Not Qualified For Anything? Become A Bollywood Star!

1.75 stars

Mini Review:

An arts graduate needs to prove to her father that marriage isn’t everything and she moves to Bombay. She meets really nice people who help her find her feet in modeling, tv and films. But she’s not good at anything. And neither is she willing to work hard. Soon reality catches up with her. The premise is good, but the film goes all over the place.

Main Review:

Have you ever found a bunch of wires and phone chargers entangled so much that it is a smarter decision to simply throw it all away than try and un-entangle it? Well, this film is somewhat like the jumbled up wires. Instead of watching the plot points come together as a story, you don’t know why all characters fall apart one by one.

Kritika Sachdeva plays Neha from Bhopal who has graduated in English Literature, and her stern dad (Saurabh Dubey) wants her to get married to an NRI groom. But Neha is wary of marriage because her sister’s is broken and she lives with her child at home. The mother does not have much of a role except make tea for the husband. It’s a well-to-do family, and they let Neha go to Bombay, the city of dreams, to figure out what she wants to do in her life.

A real-estate chap Vijay (played by Sasho), brings her to a plush apartment, saying, ‘This is temporary’. He asks her where she works. Neha laughs and replies, ‘I’m not qualified for anything!’

That laugh shows up in many more inappropriate scenes. Vijay is an optimist. He says, ‘You are beautiful. You could be a model or an actress.

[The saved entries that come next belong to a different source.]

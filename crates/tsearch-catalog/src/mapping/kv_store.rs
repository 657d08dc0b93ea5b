use std::marker::PhantomData;

use serde::{Deserialize, Serialize};
use tsearch_kv::{Key, KVTransaction};

use super::{MappingEntry, MappingStore};
use crate::error::{CatalogError, ObjectKind, Result};
use crate::{ObjectId, TokenTypeId};

/// Key prefix of mapping rows.
pub const MAPPINGS_PREFIX: &[u8] = b"__tsearch__/map/";

#[derive(Debug, Clone, Serialize, Deserialize, PartialEq, Eq)]
struct PersistedMappingEntry {
    config_id: ObjectId,
    token_type: TokenTypeId,
    seq_no: i32,
    dict_id: ObjectId,
}

impl From<&MappingEntry> for PersistedMappingEntry {
    fn from(value: &MappingEntry) -> Self {
        Self {
            config_id: value.config_id,
            token_type: value.token_type,
            seq_no: value.seq_no,
            dict_id: value.dict_id,
        }
    }
}

impl From<PersistedMappingEntry> for MappingEntry {
    fn from(value: PersistedMappingEntry) -> Self {
        MappingEntry::new(value.config_id, value.token_type, value.seq_no, value.dict_id)
    }
}

// Flipping the sign bit makes big-endian byte order match numeric order.
fn ordered_i32(value: i32) -> [u8; 4] {
    ((value as u32) ^ 0x8000_0000).to_be_bytes()
}

fn config_prefix(config_id: ObjectId) -> Key {
    let mut key = MAPPINGS_PREFIX.to_vec();
    key.extend_from_slice(&config_id.to_be_bytes());
    key
}

fn token_prefix(config_id: ObjectId, token_type: TokenTypeId) -> Key {
    let mut key = config_prefix(config_id);
    key.extend_from_slice(&ordered_i32(token_type));
    key
}

fn entry_key(entry: &MappingEntry) -> Key {
    let mut key = token_prefix(entry.config_id, entry.token_type);
    key.extend_from_slice(&ordered_i32(entry.seq_no));
    key
}

fn scan_prefix(config_id: ObjectId, token_type: Option<TokenTypeId>) -> Key {
    match token_type {
        Some(token_type) => token_prefix(config_id, token_type),
        None => config_prefix(config_id),
    }
}

fn row_name(entry: &MappingEntry) -> String {
    format!("{} (sequence {})", entry.token_type, entry.seq_no)
}

/// [`MappingStore`] over a key-value transaction.
///
/// Nothing is visible to other readers until the transaction commits.
pub struct KvMappingStore<'t, 'a, T: KVTransaction<'a>> {
    txn: &'t mut T,
    _marker: PhantomData<&'a ()>,
}

impl<'t, 'a, T: KVTransaction<'a>> KvMappingStore<'t, 'a, T> {
    pub fn new(txn: &'t mut T) -> Self {
        Self {
            txn,
            _marker: PhantomData,
        }
    }
}

impl<'t, 'a, T: KVTransaction<'a>> MappingStore for KvMappingStore<'t, 'a, T> {
    fn insert(&mut self, entry: &MappingEntry) -> Result<()> {
        let key = entry_key(entry);
        if self.txn.get(&key)?.is_some() {
            return Err(CatalogError::already_exists(
                ObjectKind::Mapping,
                row_name(entry),
            ));
        }
        let value = bincode::serialize(&PersistedMappingEntry::from(entry))?;
        self.txn.put(key, value)?;
        Ok(())
    }

    fn update(&mut self, entry: &MappingEntry) -> Result<()> {
        let key = entry_key(entry);
        if self.txn.get(&key)?.is_none() {
            return Err(CatalogError::not_found(ObjectKind::Mapping, row_name(entry)));
        }
        let value = bincode::serialize(&PersistedMappingEntry::from(entry))?;
        self.txn.put(key, value)?;
        Ok(())
    }

    fn delete_where(&mut self, config_id: ObjectId, token_type: Option<TokenTypeId>) -> Result<usize> {
        let rows = self.txn.scan_prefix(&scan_prefix(config_id, token_type))?;
        let removed = rows.len();
        for (key, _) in rows {
            self.txn.delete(key)?;
        }
        Ok(removed)
    }

    fn scan(&mut self, config_id: ObjectId, token_type: Option<TokenTypeId>) -> Result<Vec<MappingEntry>> {
        self.txn
            .scan_prefix(&scan_prefix(config_id, token_type))?
            .into_iter()
            .map(|(_, value)| {
                let persisted: PersistedMappingEntry = bincode::deserialize(&value)?;
                Ok(persisted.into())
            })
            .collect()
    }
}

#[cfg(test)]
mod tests {
    use tsearch_kv::{KVStore, MemoryKV, TxnMode};

    use super::*;

    #[test]
    fn scan_orders_by_token_then_sequence() {
        let store = MemoryKV::new();
        let mut txn = store.begin(TxnMode::ReadWrite).unwrap();
        let mut rows = KvMappingStore::new(&mut txn);
        for entry in [
            MappingEntry::new(1, 300, 2, 9),
            MappingEntry::new(1, 2, 10, 8),
            MappingEntry::new(1, 2, 2, 7),
            MappingEntry::new(1, -1, 1, 6),
            MappingEntry::new(2, 1, 1, 5),
        ] {
            rows.insert(&entry).unwrap();
        }

        let scanned: Vec<_> = rows
            .scan(1, None)
            .unwrap()
            .into_iter()
            .map(|e| (e.token_type, e.seq_no))
            .collect();
        assert_eq!(scanned, vec![(-1, 1), (2, 2), (2, 10), (300, 2)]);
        assert_eq!(rows.scan(1, Some(2)).unwrap().len(), 2);
    }

    #[test]
    fn insert_rejects_duplicate_key() {
        let store = MemoryKV::new();
        let mut txn = store.begin(TxnMode::ReadWrite).unwrap();
        let mut rows = KvMappingStore::new(&mut txn);
        rows.insert(&MappingEntry::new(1, 2, 1, 10)).unwrap();
        let err = rows.insert(&MappingEntry::new(1, 2, 1, 11)).unwrap_err();
        assert!(matches!(err, CatalogError::AlreadyExists { .. }));
    }

    #[test]
    fn update_requires_existing_row() {
        let store = MemoryKV::new();
        let mut txn = store.begin(TxnMode::ReadWrite).unwrap();
        let mut rows = KvMappingStore::new(&mut txn);
        let err = rows.update(&MappingEntry::new(1, 2, 1, 10)).unwrap_err();
        assert!(matches!(err, CatalogError::NotFound { .. }));
    }

    #[test]
    fn delete_where_is_scoped_to_config_and_token() {
        let store = MemoryKV::new();
        let mut txn = store.begin(TxnMode::ReadWrite).unwrap();
        {
            let mut rows = KvMappingStore::new(&mut txn);
            rows.insert(&MappingEntry::new(1, 2, 1, 10)).unwrap();
            rows.insert(&MappingEntry::new(1, 2, 2, 11)).unwrap();
            rows.insert(&MappingEntry::new(1, 3, 1, 10)).unwrap();
            rows.insert(&MappingEntry::new(2, 2, 1, 10)).unwrap();

            assert_eq!(rows.delete_where(1, Some(2)).unwrap(), 2);
            assert_eq!(rows.delete_where(1, Some(2)).unwrap(), 0);
            assert_eq!(rows.delete_where(1, None).unwrap(), 1);
        }
        txn.commit_self().unwrap();

        let mut reader = store.begin(TxnMode::ReadOnly).unwrap();
        let rows = KvMappingStore::new(&mut reader).scan(2, None).unwrap();
        assert_eq!(rows, vec![MappingEntry::new(2, 2, 1, 10)]);
    }
}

Many people come to Bombay and get a break if they work hard.’

He introduces Neha to Manorama, a cigarette-smoking (their moralistic characterization) lady who indulges in casting-couch tactics with young men and ‘introduces’ young women to sleazy producers and rich men.

Neha takes a liking to a smart young man (Aarav Chowdhary) who has been a model and an actor, and says he will help her if she worked hard. She gets a commercial thanks to his recommendation, but turns out that she just cannot pronounce a simple word like ‘Tvacha’ (skin) right. She loses the chance here.

Neha begins to take a romantic interest in Aarav and then she and Manorama laugh hysterically because he turns out to be gay. And before you wonder why they would laugh or why his character had to be gay, you are dragged through a rich man (Indraneil Sengupta) who falls for her, decides to cast her first in a TV show where she is a disaster, and then in a movie, where she is happier seducing him (in a sports bra! Bleaaarghh!) than working. When he asks her why she’s not working hard, she just behaves like she’s some diva.

The audience is so befuddled, they wonder why she’s so entitled. Suddenly from the sleazy casting couch lady, Manorama turns out to be a reluctant mother who could be suffering from a cyst, and turns into an almost servant to Neha, living in her home, being treated like trash by Neha.

Oh yes, there is copious amounts of alcohol being consumed because life is so unfair, and daddy keep saying, ‘Disgusting!’ with every loss of face he suffers as their neighbors comment on Neha’s life. You facepalm when you see Neha get married to the seemingly decent Vijay one drunken night and Vijay then turns out to be a psycho. Wait, what? Is the story changing? It’s over two hours, and you are happy when the psycho slaps her hard. When the camera shows you a bottle of drainex in the corner prominently, you know how the film will end.